| WHAT THIS TASK INVOLVES |
The lines needed are those below that contain the word "content"; copy each one.

| EXTRACTED ENTRIES |
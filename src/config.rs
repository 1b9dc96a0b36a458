//! Settings and declaration loading
//!
//! Declarations are `.toml` or `.json` documents with a top-level
//! `resources` list. Both formats end up as the same JSON tree so the engine
//! only ever sees one representation.

use anyhow::{Context, Result, bail};
use serde::{Deserialize, Serialize};
use serde_json::Value;
use std::fs;
use std::path::{Path, PathBuf};

use declarative::Node;

use crate::paths;

/// File name of the optional settings file in the config directory
pub const SETTINGS_FILE: &str = "settings.toml";

/// User settings from `settings.toml`
#[derive(Debug, Default, Clone, Serialize, Deserialize)]
#[serde(deny_unknown_fields)]
pub struct Settings {
    /// Directories searched for `static` assets, after the declaration's own
    #[serde(default)]
    pub search_path: Vec<String>,

    /// Where the saved events file is kept
    #[serde(default)]
    pub state_dir: Option<String>,
}

impl Settings {
    /// Load settings from the config directory. A missing file is not an error.
    pub fn load() -> Result<Self> {
        let path = paths::config_dir()?.join(SETTINGS_FILE);
        Self::load_from(&path)
    }

    pub fn load_from(path: &Path) -> Result<Self> {
        if !path.exists() {
            log::debug!("No settings at {}, using defaults", path.display());
            return Ok(Self::default());
        }
        let content = fs::read_to_string(path)
            .with_context(|| format!("Could not read settings file: {}", path.display()))?;
        toml::from_str(&content)
            .with_context(|| format!("Invalid TOML format in {}", path.display()))
    }

    /// Asset search path for a declaration at `declaration`.
    ///
    /// `CONVERGE_PATH` entries come first, then the declaration's directory,
    /// then the configured `search_path`.
    pub fn search_path(&self, declaration: &Path) -> Vec<PathBuf> {
        let mut search_path = paths::env_search_path();
        if let Some(parent) = declaration.parent() {
            let parent = if parent.as_os_str().is_empty() {
                PathBuf::from(".")
            } else {
                parent.to_path_buf()
            };
            search_path.push(parent);
        }
        search_path.extend(self.search_path.iter().map(|p| paths::expand(p)));
        search_path
    }

    /// State directory: the command line wins, then settings, then the default.
    pub fn state_dir(&self, cli: Option<&Path>) -> Result<PathBuf> {
        if let Some(dir) = cli {
            return Ok(dir.to_path_buf());
        }
        if std::env::var_os(paths::ENV_STATE_DIR).is_none()
            && let Some(dir) = &self.state_dir
        {
            return Ok(paths::expand(dir));
        }
        paths::state_dir()
    }
}

/// A loaded declaration document
#[derive(Debug, Clone)]
pub struct Declaration {
    pub path: PathBuf,
    document: Value,
}

impl Declaration {
    /// Read and parse a declaration file. The format follows the extension.
    pub fn load(path: &Path) -> Result<Self> {
        let content = fs::read_to_string(path)
            .with_context(|| format!("Could not read declaration: {}", path.display()))?;
        let document = match path.extension().and_then(|e| e.to_str()) {
            Some("toml") => {
                let table: toml::Table = toml::from_str(&content).map_err(|e| {
                    declarative::Error::parse(format!(
                        "Invalid TOML format in {}: {e}",
                        path.display()
                    ))
                })?;
                toml_to_json(toml::Value::Table(table))
            }
            Some("json") => serde_json::from_str(&content).map_err(|e| {
                declarative::Error::parse(format!(
                    "Invalid JSON format in {}: {e}",
                    path.display()
                ))
            })?,
            _ => bail!(
                "Unsupported declaration format: {} (expected .toml or .json)",
                path.display()
            ),
        };
        Ok(Self {
            path: path.to_path_buf(),
            document,
        })
    }

    /// The `resources` list, anchored at the declaration file.
    ///
    /// A document without resources declares an empty bundle.
    pub fn resources(&self) -> Node {
        let root = Node::root(self.document.clone(), Some(&self.path));
        let resources = root.get_key("resources");
        if resources.is_missing() {
            return Node::new(Value::Array(Vec::new()), resources.anchor().clone());
        }
        resources
    }
}

/// `toml::Datetime` serializes as a private wrapper struct, so datetimes are
/// turned into plain strings here.
fn toml_to_json(value: toml::Value) -> Value {
    match value {
        toml::Value::String(s) => Value::String(s),
        toml::Value::Integer(i) => Value::from(i),
        toml::Value::Float(f) => Value::from(f),
        toml::Value::Boolean(b) => Value::Bool(b),
        toml::Value::Datetime(dt) => Value::String(dt.to_string()),
        toml::Value::Array(items) => Value::Array(items.into_iter().map(toml_to_json).collect()),
        toml::Value::Table(table) => Value::Object(
            table
                .into_iter()
                .map(|(k, v)| (k, toml_to_json(v)))
                .collect(),
        ),
    }
}

#[cfg(test)]
mod tests {
    use super::*;
    use crate::paths::tests::{env_lock, with_env_var, without_env_var};
    use serde_json::json;
    use tempfile::TempDir;

    #[test]
    fn test_load_toml_declaration() {
        let dir = TempDir::new().unwrap();
        let path = dir.path().join("site.toml");
        fs::write(
            &path,
            r#"
[[resources]]
[resources.File]
name = "/etc/motd"
mode = 644

[[resources]]
[[resources.Execute]]
name = "one"
command = "true"

[[resources.Execute]]
name = "two"
command = "true"
"#,
        )
        .unwrap();

        let declaration = Declaration::load(&path).unwrap();
        let items = declaration.resources().get_iterable().unwrap();
        assert_eq!(items.len(), 2);
        assert_eq!(
            items[0].get_key("File").get_key("mode").as_int().unwrap(),
            644
        );
        assert!(items[1].get_key("Execute").is_list());
    }

    #[test]
    fn test_load_json_declaration() {
        let dir = TempDir::new().unwrap();
        let path = dir.path().join("site.json");
        fs::write(
            &path,
            json!({"resources": [{"Directory": {"name": "/srv"}}]}).to_string(),
        )
        .unwrap();

        let declaration = Declaration::load(&path).unwrap();
        let items = declaration.resources().get_iterable().unwrap();
        assert_eq!(
            items[0].get_key("Directory").get_key("name").as_string().unwrap(),
            "/srv"
        );
    }

    #[test]
    fn test_invalid_declaration_is_parse_error() {
        let dir = TempDir::new().unwrap();
        let path = dir.path().join("broken.toml");
        fs::write(&path, "resources = [").unwrap();

        let err = Declaration::load(&path).unwrap_err();
        let engine = err.downcast_ref::<declarative::Error>().unwrap();
        assert_eq!(engine.returncode(), 128);
    }

    #[test]
    fn test_unknown_extension_rejected() {
        let dir = TempDir::new().unwrap();
        let path = dir.path().join("site.yaml");
        fs::write(&path, "resources: []").unwrap();
        assert!(Declaration::load(&path).is_err());
    }

    #[test]
    fn test_missing_resources_is_empty() {
        let dir = TempDir::new().unwrap();
        let path = dir.path().join("empty.json");
        fs::write(&path, "{}").unwrap();
        let declaration = Declaration::load(&path).unwrap();
        assert!(declaration.resources().get_iterable().unwrap().is_empty());
    }

    #[test]
    fn test_toml_datetime_becomes_string() {
        let table: toml::Table = toml::from_str("at = 2024-01-02T03:04:05Z").unwrap();
        assert_eq!(
            toml_to_json(toml::Value::Table(table)),
            json!({"at": "2024-01-02T03:04:05Z"})
        );
    }

    #[test]
    fn test_settings_missing_file_is_default() {
        let dir = TempDir::new().unwrap();
        let settings = Settings::load_from(&dir.path().join(SETTINGS_FILE)).unwrap();
        assert!(settings.search_path.is_empty());
        assert!(settings.state_dir.is_none());
    }

    #[test]
    fn test_settings_rejects_unknown_keys() {
        let dir = TempDir::new().unwrap();
        let path = dir.path().join(SETTINGS_FILE);
        fs::write(&path, "serach_path = []").unwrap();
        assert!(Settings::load_from(&path).is_err());
    }

    #[test]
    fn test_search_path_order() {
        let _guard = env_lock();
        let settings = Settings {
            search_path: vec!["/opt/assets".into()],
            state_dir: None,
        };
        with_env_var(paths::ENV_SEARCH_PATH, "/srv/assets", || {
            assert_eq!(
                settings.search_path(Path::new("/etc/converge/site.toml")),
                vec![
                    PathBuf::from("/srv/assets"),
                    PathBuf::from("/etc/converge"),
                    PathBuf::from("/opt/assets"),
                ]
            );
        });
    }

    #[test]
    fn test_state_dir_priority() {
        let _guard = env_lock();
        let settings = Settings {
            search_path: Vec::new(),
            state_dir: Some("/var/lib/converge".into()),
        };
        assert_eq!(
            settings.state_dir(Some(Path::new("/tmp/state"))).unwrap(),
            PathBuf::from("/tmp/state")
        );
        without_env_var(paths::ENV_STATE_DIR, || {
            assert_eq!(
                settings.state_dir(None).unwrap(),
                PathBuf::from("/var/lib/converge")
            );
        });
        with_env_var(paths::ENV_STATE_DIR, "/run/converge", || {
            assert_eq!(
                settings.state_dir(None).unwrap(),
                PathBuf::from("/run/converge")
            );
        });
    }
}
pub mod check;
pub mod expand;
pub mod up;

| ANSWER |
        let content = fs::read_to_string(path)
        toml::from_str(&content)
        let content = fs::read_to_string(path)
                let table: toml::Table = toml::from_str(&content).map_err(|e| {
            Some("json") => serde_json::from_str(&content).map_err(|e| {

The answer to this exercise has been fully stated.